Par la suite, le guitariste mythique continuera de transporter ses auditoires, poussant à la perfection son entreprise de “dérèglement de tous les sens”, selon les mots d’un critique du Daily Telegraph. Ce, entre deux parties de pêche ou de billard. Pierre Nourry, lui, ira faire l’ingénieur du côté de Saint-Gervais et construire un petit chemin de fer à crémaillère nommé “Tramway du Mont-Blanc”, encore en service aujourd’hui, à ce qu’on me dit. L’une de ses locomotives porte le prénom de ma mère.
Pierre Nourry tournera radicalement la page du Hot Club quand il le verra virer à l’entreprise lucrative. Ce faisant, il laissera à ses acolytes Panassié et Delaunay les honneurs de la postérité et beaucoup de la gloire qui lui revenait dans les encyclopédies du jazz. Mais les personnes averties savent ce qu’on lui doit.
Django, “l’homme à la guitare qui parle”, disait Cocteau. “L’homme aux chaussettes de laine rouge”, selon d’autres, plus sensibles à la question vestimentaire. “L’homme qui valait un Goya”, pour une jet-setteuse admiratrice de la première heure.
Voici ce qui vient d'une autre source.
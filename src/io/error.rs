//! Error types and path context for extraction and synthesis operations

use std::fmt;
use std::path::{Path, PathBuf};

/// Main error type for all extraction, aggregation and reporting operations
#[derive(Debug)]
pub enum BrandError {
    /// Source image could not be opened or decoded
    ImageLoad {
        /// Path to the image file
        path: PathBuf,
        /// Underlying image decoding error
        source: image::ImageError,
    },

    /// General file system operation failure
    FileSystem {
        /// Path involved in the operation
        path: PathBuf,
        /// Description of the operation that failed
        operation: &'static str,
        /// Underlying I/O error
        source: std::io::Error,
    },

    /// Parameter validation failed
    InvalidParameter {
        /// Name of the invalid parameter
        parameter: &'static str,
        /// Provided value that failed validation
        value: String,
        /// Explanation of why the value is invalid
        reason: String,
    },

    /// Input resolution produced nothing to analyze
    NoInputs {
        /// Description of what was searched
        reason: String,
    },

    /// Every image in the batch failed to produce an extraction
    AllImagesFailed {
        /// Number of images that were attempted
        attempted: usize,
    },

    /// Vision engine selected without an API key
    MissingApiKey,

    /// Transport-level failure while calling the vision model
    VisionRequest {
        /// Image the request was made for
        path: PathBuf,
        /// Underlying HTTP client error
        source: reqwest::Error,
    },

    /// Vision model answered with a non-success status
    VisionStatus {
        /// Image the request was made for
        path: PathBuf,
        /// HTTP status code
        status: u16,
        /// Response body, possibly truncated
        body: String,
    },

    /// Vision model answered but the payload was unusable
    VisionResponse {
        /// Image the request was made for
        path: PathBuf,
        /// Description of the failure
        reason: String,
    },

    /// JSON serialization or deserialization failed
    Serialization {
        /// Name of the operation that failed
        operation: &'static str,
        /// Underlying serde error
        source: serde_json::Error,
    },
}

impl fmt::Display for BrandError {
    fn fmt(&self, f: &mut fmt::Formatter<'_>) -> fmt::Result {
        match self {
            Self::ImageLoad { path, source } => {
                write!(f, "Failed to load image '{}': {source}", path.display())
            }
            Self::FileSystem {
                path,
                operation,
                source,
            } => {
                write!(
                    f,
                    "File system error during {operation} on '{}': {source}",
                    path.display()
                )
            }
            Self::InvalidParameter {
                parameter,
                value,
                reason,
            } => {
                write!(f, "Invalid parameter '{parameter}' = '{value}': {reason}")
            }
            Self::NoInputs { reason } => {
                write!(f, "No valid images were found to analyze: {reason}")
            }
            Self::AllImagesFailed { attempted } => {
                write!(f, "No analyses succeeded ({attempted} images attempted)")
            }
            Self::MissingApiKey => {
                write!(
                    f,
                    "API key not provided; set OPENAI_API_KEY, pass --api-key, or populate the env file"
                )
            }
            Self::VisionRequest { path, source } => {
                write!(
                    f,
                    "Vision request failed for '{}': {source}",
                    path.display()
                )
            }
            Self::VisionStatus { path, status, body } => {
                write!(
                    f,
                    "Vision model returned status {status} for '{}': {body}",
                    path.display()
                )
            }
            Self::VisionResponse { path, reason } => {
                write!(
                    f,
                    "Unusable vision response for '{}': {reason}",
                    path.display()
                )
            }
            Self::Serialization { operation, source } => {
                write!(f, "Serialization error in {operation}: {source}")
            }
        }
    }
}

impl std::error::Error for BrandError {
    fn source(&self) -> Option<&(dyn std::error::Error + 'static)> {
        match self {
            Self::ImageLoad { source, .. } => Some(source),
            Self::FileSystem { source, .. } => Some(source),
            Self::VisionRequest { source, .. } => Some(source),
            Self::Serialization { source, .. } => Some(source),
            _ => None,
        }
    }
}

/// Convenience type alias for crate results
pub type Result<T> = std::result::Result<T, BrandError>;

/// Attaches the offending path to errors that were converted without one
pub trait WithPath<T> {
    /// Replace the placeholder path of a converted error
    ///
    /// # Errors
    ///
    /// Propagates the original error with the path applied
    fn with_path(self, path: &Path) -> Result<T>;
}

impl<T, E> WithPath<T> for std::result::Result<T, E>
where
    E: Into<BrandError>,
{
    fn with_path(self, path: &Path) -> Result<T> {
        self.map_err(|e| {
            let mut error = e.into();
            match &mut error {
                BrandError::ImageLoad { path: slot, .. }
                | BrandError::FileSystem { path: slot, .. }
                | BrandError::VisionRequest { path: slot, .. }
                | BrandError::VisionStatus { path: slot, .. }
                | BrandError::VisionResponse { path: slot, .. } => {
                    *slot = path.to_path_buf();
                }
                _ => {}
            }
            error
        })
    }
}

impl From<image::ImageError> for BrandError {
    fn from(err: image::ImageError) -> Self {
        Self::ImageLoad {
            path: PathBuf::from("<unknown>"),
            source: err,
        }
    }
}

impl From<std::io::Error> for BrandError {
    fn from(err: std::io::Error) -> Self {
        Self::FileSystem {
            path: PathBuf::from("<unknown>"),
            operation: "unknown",
            source: err,
        }
    }
}

impl From<reqwest::Error> for BrandError {
    fn from(err: reqwest::Error) -> Self {
        Self::VisionRequest {
            path: PathBuf::from("<unknown>"),
            source: err,
        }
    }
}

impl From<serde_json::Error> for BrandError {
    fn from(err: serde_json::Error) -> Self {
        Self::Serialization {
            operation: "json",
            source: err,
        }
    }
}

/// Create an invalid parameter error
pub fn invalid_parameter(
    parameter: &'static str,
    value: &impl ToString,
    reason: &impl ToString,
) -> BrandError {
    BrandError::InvalidParameter {
        parameter,
        value: value.to_string(),
        reason: reason.to_string(),
    }
}

/// Create a file system error for a specific path and operation
pub fn file_system(path: &Path, operation: &'static str, source: std::io::Error) -> BrandError {
    BrandError::FileSystem {
        path: path.to_path_buf(),
        operation,
        source,
    }
}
“Le plus grand guitariste du monde”, de l’avis à peu près général : virtuose exceptionnel malgré ses doigts manquants. Il aurait cent ans aujourd’hui. Comme Pierre Nourry, à deux ans près.
Le premier laisse derrière lui plus d’orphelins que le second. Pour ce record-là, pas facile de vaincre le père (spirituel) de tous les guitaristes de jazz du monde, quand bien même vous auriez eu neuf enfants, vingt-cinq petits-enfants et dix-sept arrière-petits-enfants.
Néanmoins les deux hommes, l’artiste génial et le fondateur du Hot Club de France, sont, chacun à sa juste proportion et chacun dans son rôle, les initiateurs du jazz français.
Lequel n’est pas près de pousser son dernier soupir, lui.